What Makes a Dynamic Page Unique
To understand the need to use RSelenium and rvest, you must first know why dynamic pages require something more than basic web scraping tools for static pages, such as Scrapy.
A static page is one in which the web page itself contains the same information for all users. While it may be updated over time, every person who comes to the page gets the same information and accident. There is nothing to do extra to gain access to specialized content or data.
Dynamic web pages are different. They require the user to input some type of information. The page is interactive, and that means a person – or something acting like a person – must provide key information to gain access. Traditional web scraping tools are not equipped to handle this.
Using rvest alone may help you with static web pages.
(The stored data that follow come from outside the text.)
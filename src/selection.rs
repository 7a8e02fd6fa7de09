//! Penalty selection
//!
//! Picks the grid value whose model reaches the smallest held-out cost.
use log::{info, warn};
use ndarray::{Array1, Array2, ArrayBase, Data, Ix1};

#[cfg(feature = "serde")]
use serde_crate::{Deserialize, Serialize};

use crate::dataset::Float;
use crate::error::{Error, Result};
use crate::grid::PenaltyGrid;
use crate::path::RegularizationPath;

/// Model with the smallest held-out cost along a path
#[cfg_attr(
    feature = "serde",
    derive(Serialize, Deserialize),
    serde(crate = "serde_crate")
)]
#[derive(Debug, Clone, PartialEq)]
pub struct SelectionResult<F> {
    index: usize,
    penalty: F,
    cost: F,
    coefficients: Array1<F>,
    intercept: F,
}

impl<F: Float> SelectionResult<F> {
    /// Grid index of the selected model
    pub fn index(&self) -> usize {
        self.index
    }

    pub fn penalty(&self) -> F {
        self.penalty
    }

    pub fn cost(&self) -> F {
        self.cost
    }

    pub fn coefficients(&self) -> &Array1<F> {
        &self.coefficients
    }

    pub fn intercept(&self) -> F {
        self.intercept
    }
}

/// Index of the smallest value, the first one wins among equal minima
///
/// NaN values are skipped, `None` is returned if no comparable value exists.
pub fn argmin_first<F: Float, D: Data<Elem = F>>(values: &ArrayBase<D, Ix1>) -> Option<usize> {
    values
        .iter()
        .enumerate()
        .filter(|(_, v)| !v.is_nan())
        .fold(None, |best: Option<(usize, F)>, (idx, v)| match best {
            Some((_, b)) if b <= *v => best,
            _ => Some((idx, *v)),
        })
        .map(|(idx, _)| idx)
}

/// Select the penalty with the smallest cost
///
/// `costs` and `grid` are aligned, `coefficients` has one column per grid value. Ties are
/// broken by the first occurrence, which is the smallest penalty among the minimal costs.
///
/// # Errors
///
/// Returns `EmptyInput` if there are no costs, `DimensionMismatch` if the inputs are not
/// aligned, and `InvalidArgument` if every cost is NaN.
pub fn select<F, D>(
    costs: &ArrayBase<D, Ix1>,
    grid: &PenaltyGrid<F>,
    coefficients: &Array2<F>,
) -> Result<SelectionResult<F>>
where
    F: Float,
    D: Data<Elem = F>,
{
    select_with_intercepts(costs, grid, coefficients, None)
}

/// Select the penalty with the smallest cost from a fitted path
///
/// Same as [`select`], the intercept of the selected model is carried over.
pub fn select_from_path<F, D>(
    costs: &ArrayBase<D, Ix1>,
    path: &RegularizationPath<F>,
) -> Result<SelectionResult<F>>
where
    F: Float,
    D: Data<Elem = F>,
{
    select_with_intercepts(
        costs,
        path.grid(),
        path.coefficients(),
        Some(path.intercepts()),
    )
}

fn select_with_intercepts<F, D>(
    costs: &ArrayBase<D, Ix1>,
    grid: &PenaltyGrid<F>,
    coefficients: &Array2<F>,
    intercepts: Option<&Array1<F>>,
) -> Result<SelectionResult<F>>
where
    F: Float,
    D: Data<Elem = F>,
{
    if costs.is_empty() || coefficients.ncols() == 0 {
        return Err(Error::EmptyInput);
    }
    if costs.len() != grid.len() {
        return Err(Error::mismatch("cost vector", grid.len(), costs.len()));
    }
    if coefficients.ncols() != grid.len() {
        return Err(Error::mismatch(
            "coefficient matrix columns",
            grid.len(),
            coefficients.ncols(),
        ));
    }

    let nan_count = costs.iter().filter(|c| c.is_nan()).count();
    if nan_count > 0 {
        warn!("{} of {} costs are NaN and ignored", nan_count, costs.len());
    }

    let index = argmin_first(costs).ok_or_else(|| {
        Error::InvalidArgument("every cost along the path is NaN".to_string())
    })?;

    let result = SelectionResult {
        index,
        penalty: grid.values()[index],
        cost: costs[index],
        coefficients: coefficients.column(index).to_owned(),
        intercept: intercepts.map(|i| i[index]).unwrap_or_else(F::zero),
    };

    info!(
        "selected penalty {} at grid index {} with cost {}",
        result.penalty, result.index, result.cost
    );

    Ok(result)
}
However, for dynamic pages, you need to pair it with a tool like RSelenium.
How to Install rvest in R
In order to get to grips with rvest, we first need to ensure we have the right tools. Here we’re going to show how to install rvest in R so, if you already have this, you can move forward.
Anyway, to get started, you will need to do a few things.
Install Java. If you do not have the most up-to-date version, go to java.com to download it.
Download the R packages you need to use:
- library(tidyverse)
- library(rvest)
- library(RSelenium)
Start Selenium next. Using the rsDriver(), use the following code:
rD <- RSelenium::rsDriver()
If everything is working okay, you should see a new Chrome window open. It will look like a blank browser page. If this does not happen, you may need to update your ChromeDriver version.
Basic Strategies for Using Rvest for Web Scraping
There are numerous tools that you need to know how to use to get the most out of any of these developer packages. The following are some of the most important parts to know in order to use this tool for web scraping. If you need more information, check out the package documentation provided for R programming.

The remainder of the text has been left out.